(Stored items)
···

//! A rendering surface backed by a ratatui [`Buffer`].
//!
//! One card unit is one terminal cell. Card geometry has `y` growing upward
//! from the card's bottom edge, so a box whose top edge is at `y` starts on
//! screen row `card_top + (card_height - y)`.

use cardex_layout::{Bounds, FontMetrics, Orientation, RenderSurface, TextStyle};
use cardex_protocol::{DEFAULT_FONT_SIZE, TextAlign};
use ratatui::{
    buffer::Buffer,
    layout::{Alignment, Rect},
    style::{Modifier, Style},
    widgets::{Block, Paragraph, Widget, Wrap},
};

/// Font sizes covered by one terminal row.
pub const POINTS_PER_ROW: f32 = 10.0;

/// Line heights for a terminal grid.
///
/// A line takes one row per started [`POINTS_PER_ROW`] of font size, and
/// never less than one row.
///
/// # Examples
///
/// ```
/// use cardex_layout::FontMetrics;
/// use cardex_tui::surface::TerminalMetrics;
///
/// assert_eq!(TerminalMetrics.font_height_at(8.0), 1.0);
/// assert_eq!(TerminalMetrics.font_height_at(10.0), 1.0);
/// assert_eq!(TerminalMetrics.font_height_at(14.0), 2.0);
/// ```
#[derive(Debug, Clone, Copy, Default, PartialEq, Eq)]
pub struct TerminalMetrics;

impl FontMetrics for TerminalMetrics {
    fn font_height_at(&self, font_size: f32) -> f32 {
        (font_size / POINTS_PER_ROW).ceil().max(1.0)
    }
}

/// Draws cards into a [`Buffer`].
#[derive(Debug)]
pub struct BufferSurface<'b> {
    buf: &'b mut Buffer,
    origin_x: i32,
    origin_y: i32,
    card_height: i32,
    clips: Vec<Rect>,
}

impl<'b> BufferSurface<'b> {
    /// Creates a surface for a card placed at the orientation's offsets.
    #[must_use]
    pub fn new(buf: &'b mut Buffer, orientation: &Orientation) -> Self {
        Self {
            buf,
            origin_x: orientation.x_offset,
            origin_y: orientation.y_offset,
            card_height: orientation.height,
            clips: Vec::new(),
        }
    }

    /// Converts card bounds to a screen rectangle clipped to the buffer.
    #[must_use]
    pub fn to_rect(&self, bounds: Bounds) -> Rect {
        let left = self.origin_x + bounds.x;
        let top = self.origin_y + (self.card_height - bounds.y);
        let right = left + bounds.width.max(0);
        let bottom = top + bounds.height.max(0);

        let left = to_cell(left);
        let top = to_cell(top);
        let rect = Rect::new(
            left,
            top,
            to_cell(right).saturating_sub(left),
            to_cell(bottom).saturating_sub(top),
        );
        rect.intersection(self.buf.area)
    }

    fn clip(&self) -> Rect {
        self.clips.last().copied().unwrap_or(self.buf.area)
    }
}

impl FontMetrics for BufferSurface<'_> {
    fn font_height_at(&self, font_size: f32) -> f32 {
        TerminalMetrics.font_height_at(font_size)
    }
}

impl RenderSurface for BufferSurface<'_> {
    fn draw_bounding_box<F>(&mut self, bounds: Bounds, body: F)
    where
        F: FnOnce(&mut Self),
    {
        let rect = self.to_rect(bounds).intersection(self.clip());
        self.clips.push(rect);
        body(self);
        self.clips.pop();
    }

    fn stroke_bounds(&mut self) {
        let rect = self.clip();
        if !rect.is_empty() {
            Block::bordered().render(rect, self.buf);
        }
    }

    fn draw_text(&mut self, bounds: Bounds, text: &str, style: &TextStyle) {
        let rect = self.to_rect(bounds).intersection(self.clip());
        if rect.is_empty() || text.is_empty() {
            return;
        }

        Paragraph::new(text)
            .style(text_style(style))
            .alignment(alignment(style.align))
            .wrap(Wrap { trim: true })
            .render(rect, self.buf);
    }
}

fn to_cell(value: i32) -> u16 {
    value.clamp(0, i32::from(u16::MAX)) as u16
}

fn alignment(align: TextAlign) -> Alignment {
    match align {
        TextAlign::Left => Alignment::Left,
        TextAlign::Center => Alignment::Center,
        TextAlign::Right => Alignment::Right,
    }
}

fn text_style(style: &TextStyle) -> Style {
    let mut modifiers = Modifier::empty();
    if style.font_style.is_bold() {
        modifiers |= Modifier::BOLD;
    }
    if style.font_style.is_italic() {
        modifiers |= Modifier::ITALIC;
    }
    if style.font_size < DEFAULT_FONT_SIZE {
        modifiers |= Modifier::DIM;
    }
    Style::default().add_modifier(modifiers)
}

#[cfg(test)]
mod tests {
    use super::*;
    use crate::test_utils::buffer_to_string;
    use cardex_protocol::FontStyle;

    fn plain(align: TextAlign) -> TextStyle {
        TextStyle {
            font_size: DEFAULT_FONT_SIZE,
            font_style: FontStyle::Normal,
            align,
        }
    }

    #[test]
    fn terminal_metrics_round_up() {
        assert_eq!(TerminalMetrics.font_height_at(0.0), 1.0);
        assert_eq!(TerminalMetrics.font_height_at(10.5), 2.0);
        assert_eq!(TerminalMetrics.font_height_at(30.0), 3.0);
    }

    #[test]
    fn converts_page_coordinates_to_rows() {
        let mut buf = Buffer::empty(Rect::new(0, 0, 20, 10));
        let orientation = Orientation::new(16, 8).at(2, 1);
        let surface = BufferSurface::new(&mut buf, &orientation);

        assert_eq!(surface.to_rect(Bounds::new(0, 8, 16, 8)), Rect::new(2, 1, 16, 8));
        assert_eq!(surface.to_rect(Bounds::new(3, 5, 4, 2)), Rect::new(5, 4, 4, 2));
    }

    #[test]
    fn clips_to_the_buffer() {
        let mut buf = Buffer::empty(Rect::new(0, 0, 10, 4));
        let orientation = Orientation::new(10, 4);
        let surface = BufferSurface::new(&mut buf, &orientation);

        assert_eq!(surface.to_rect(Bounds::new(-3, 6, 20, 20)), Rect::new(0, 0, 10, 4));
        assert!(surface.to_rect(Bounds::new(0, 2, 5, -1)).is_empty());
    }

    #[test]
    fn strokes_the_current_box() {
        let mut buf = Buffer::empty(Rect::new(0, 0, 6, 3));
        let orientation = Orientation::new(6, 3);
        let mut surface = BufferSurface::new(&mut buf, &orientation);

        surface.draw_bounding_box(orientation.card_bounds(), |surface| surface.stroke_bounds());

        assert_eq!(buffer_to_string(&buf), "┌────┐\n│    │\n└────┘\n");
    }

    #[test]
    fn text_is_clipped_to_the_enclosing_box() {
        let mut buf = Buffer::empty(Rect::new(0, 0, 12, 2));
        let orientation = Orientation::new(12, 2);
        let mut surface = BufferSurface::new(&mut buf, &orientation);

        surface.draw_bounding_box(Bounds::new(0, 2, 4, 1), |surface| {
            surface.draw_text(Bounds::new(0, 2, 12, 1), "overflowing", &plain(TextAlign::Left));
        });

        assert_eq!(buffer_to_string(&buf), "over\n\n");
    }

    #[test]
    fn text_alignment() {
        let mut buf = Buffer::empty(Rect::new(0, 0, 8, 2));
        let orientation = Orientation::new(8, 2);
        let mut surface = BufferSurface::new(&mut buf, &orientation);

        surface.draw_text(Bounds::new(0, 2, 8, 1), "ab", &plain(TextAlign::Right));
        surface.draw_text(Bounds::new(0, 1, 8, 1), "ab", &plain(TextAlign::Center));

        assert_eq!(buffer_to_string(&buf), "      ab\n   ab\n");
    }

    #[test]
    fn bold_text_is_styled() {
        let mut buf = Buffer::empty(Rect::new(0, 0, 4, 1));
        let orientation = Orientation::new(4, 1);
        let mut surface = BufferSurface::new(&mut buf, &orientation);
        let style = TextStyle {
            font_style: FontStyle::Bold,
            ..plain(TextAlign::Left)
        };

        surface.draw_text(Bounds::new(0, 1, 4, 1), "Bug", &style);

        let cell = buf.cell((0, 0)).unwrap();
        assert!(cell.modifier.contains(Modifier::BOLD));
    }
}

···

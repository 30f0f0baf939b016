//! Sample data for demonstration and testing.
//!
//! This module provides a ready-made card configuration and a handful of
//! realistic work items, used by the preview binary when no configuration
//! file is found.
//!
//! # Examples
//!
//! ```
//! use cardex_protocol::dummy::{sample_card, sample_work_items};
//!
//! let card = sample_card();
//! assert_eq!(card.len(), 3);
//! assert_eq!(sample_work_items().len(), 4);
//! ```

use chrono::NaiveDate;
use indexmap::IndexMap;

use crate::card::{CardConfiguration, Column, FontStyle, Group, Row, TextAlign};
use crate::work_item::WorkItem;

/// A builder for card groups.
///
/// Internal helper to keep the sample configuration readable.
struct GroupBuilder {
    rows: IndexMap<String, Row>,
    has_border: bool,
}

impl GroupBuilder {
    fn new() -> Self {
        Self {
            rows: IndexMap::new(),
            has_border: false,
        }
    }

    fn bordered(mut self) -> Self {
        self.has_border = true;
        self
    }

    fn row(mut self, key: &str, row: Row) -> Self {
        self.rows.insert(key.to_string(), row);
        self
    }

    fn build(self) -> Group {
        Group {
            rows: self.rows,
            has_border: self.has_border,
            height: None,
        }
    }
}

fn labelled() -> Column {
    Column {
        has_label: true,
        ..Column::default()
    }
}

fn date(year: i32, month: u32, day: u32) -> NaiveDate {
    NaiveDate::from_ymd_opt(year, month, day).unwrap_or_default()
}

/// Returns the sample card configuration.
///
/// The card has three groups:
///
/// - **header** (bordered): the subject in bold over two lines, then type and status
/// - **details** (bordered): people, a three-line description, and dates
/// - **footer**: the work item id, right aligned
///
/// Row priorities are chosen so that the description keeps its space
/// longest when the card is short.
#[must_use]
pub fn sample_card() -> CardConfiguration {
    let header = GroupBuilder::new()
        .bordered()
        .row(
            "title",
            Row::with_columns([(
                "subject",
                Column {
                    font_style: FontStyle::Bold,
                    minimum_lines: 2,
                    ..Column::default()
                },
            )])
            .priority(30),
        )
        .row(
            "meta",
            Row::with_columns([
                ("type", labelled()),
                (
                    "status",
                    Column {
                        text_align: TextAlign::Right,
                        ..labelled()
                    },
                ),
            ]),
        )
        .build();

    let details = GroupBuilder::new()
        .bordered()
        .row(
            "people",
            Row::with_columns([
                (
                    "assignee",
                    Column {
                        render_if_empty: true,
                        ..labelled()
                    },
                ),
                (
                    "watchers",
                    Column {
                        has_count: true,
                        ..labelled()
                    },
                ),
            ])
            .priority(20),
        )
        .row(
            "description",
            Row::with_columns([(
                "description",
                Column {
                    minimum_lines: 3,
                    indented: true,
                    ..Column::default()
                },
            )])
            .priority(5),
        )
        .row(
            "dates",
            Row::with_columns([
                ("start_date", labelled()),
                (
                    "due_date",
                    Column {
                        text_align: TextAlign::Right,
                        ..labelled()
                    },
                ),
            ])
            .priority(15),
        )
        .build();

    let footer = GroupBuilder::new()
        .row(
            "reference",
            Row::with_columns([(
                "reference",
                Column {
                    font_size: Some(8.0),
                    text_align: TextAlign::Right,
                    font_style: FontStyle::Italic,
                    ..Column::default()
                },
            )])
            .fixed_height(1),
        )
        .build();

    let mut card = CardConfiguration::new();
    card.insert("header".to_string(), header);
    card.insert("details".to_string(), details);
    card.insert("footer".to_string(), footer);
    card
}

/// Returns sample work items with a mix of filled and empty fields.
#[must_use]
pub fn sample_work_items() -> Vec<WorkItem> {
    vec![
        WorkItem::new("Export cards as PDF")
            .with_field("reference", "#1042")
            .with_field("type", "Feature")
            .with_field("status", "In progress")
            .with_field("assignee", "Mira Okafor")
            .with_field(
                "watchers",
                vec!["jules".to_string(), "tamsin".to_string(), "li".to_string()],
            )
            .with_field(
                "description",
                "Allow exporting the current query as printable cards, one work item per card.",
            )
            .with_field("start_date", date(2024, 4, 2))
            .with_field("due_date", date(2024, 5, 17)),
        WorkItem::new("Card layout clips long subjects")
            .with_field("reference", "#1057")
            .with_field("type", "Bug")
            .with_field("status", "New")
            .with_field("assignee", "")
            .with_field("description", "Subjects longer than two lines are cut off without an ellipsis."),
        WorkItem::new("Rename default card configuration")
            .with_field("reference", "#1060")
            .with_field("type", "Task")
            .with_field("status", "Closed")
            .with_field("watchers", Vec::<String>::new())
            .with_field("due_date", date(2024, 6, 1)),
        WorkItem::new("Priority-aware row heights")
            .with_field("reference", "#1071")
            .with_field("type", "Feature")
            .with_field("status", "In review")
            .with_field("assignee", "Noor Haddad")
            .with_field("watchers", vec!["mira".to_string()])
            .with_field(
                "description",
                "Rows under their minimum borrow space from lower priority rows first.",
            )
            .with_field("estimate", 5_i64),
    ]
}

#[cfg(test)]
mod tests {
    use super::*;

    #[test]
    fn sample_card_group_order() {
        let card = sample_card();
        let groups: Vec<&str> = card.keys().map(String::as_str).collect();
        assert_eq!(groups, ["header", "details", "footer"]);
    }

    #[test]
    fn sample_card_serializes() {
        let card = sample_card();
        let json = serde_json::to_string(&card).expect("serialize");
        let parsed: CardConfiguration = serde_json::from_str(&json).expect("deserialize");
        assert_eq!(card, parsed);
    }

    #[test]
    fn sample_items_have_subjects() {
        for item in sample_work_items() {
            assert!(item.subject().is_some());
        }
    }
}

···

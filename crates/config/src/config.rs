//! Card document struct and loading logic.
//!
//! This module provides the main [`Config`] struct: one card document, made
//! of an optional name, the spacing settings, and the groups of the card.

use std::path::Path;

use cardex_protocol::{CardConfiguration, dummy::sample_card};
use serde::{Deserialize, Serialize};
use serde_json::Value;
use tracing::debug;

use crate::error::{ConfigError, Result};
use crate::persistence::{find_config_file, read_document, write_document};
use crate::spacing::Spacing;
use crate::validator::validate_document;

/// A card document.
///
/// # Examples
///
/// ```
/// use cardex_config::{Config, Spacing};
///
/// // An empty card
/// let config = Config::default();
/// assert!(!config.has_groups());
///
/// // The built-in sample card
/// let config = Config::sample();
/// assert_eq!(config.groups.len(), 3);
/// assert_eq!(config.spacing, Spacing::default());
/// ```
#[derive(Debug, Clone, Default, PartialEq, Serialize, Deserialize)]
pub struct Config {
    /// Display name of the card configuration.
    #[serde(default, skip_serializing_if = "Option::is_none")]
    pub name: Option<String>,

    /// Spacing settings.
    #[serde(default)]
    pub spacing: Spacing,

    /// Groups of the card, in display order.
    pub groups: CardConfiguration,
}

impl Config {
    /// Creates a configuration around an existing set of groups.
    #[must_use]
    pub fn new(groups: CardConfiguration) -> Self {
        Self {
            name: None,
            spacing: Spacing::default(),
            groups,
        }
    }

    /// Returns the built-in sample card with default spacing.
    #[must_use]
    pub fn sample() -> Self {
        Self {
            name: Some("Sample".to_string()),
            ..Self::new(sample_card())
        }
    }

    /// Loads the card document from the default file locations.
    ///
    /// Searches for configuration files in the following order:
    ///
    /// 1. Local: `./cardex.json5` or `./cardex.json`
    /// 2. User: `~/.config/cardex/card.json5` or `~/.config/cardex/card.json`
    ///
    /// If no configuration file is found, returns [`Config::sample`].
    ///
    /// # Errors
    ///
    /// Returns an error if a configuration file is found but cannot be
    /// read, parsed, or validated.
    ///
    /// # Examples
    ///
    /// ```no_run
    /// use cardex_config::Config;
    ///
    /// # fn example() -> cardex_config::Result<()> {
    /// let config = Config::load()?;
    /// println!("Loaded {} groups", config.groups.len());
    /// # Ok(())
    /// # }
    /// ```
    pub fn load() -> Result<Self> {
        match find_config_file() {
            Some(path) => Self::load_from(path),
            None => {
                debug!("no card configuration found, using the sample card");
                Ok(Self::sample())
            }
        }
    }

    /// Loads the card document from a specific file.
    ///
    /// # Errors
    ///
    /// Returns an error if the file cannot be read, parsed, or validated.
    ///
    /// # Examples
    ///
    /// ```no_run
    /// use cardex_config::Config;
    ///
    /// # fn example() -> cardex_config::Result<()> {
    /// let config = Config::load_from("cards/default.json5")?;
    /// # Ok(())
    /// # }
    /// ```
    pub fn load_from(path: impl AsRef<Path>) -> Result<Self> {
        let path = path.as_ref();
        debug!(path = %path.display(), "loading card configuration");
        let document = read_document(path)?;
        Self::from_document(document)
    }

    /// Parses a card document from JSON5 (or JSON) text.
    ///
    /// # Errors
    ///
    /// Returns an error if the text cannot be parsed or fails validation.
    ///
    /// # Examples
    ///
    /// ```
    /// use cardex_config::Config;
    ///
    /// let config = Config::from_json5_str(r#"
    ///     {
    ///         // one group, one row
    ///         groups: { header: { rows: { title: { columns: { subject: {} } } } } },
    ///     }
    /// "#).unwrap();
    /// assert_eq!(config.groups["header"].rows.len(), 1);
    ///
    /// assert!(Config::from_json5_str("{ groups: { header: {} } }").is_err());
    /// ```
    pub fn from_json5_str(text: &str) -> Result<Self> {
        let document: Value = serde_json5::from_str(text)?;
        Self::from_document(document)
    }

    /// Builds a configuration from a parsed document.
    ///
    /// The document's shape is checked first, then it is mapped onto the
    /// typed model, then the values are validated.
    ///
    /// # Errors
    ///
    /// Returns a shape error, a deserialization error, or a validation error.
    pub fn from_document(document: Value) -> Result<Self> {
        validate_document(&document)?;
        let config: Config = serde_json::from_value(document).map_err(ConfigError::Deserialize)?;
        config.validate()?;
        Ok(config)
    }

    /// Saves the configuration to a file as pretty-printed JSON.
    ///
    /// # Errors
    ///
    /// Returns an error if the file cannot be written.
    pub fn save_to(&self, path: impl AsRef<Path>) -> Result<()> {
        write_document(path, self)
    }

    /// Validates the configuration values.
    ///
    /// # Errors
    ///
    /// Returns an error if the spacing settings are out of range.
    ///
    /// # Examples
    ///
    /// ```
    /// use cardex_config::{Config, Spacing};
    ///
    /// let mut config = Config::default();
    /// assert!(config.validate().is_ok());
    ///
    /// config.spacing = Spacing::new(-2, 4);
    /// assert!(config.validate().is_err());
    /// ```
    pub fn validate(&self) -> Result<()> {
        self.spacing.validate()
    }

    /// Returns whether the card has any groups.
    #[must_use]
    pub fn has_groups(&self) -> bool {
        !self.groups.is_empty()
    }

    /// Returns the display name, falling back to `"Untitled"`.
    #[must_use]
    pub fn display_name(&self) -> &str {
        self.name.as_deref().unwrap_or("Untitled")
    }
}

···

**EXERCISE DETAILS:** Some lines in the records above contain "people". Count them and give the number only.

**RESULT OF THE TASK:** 2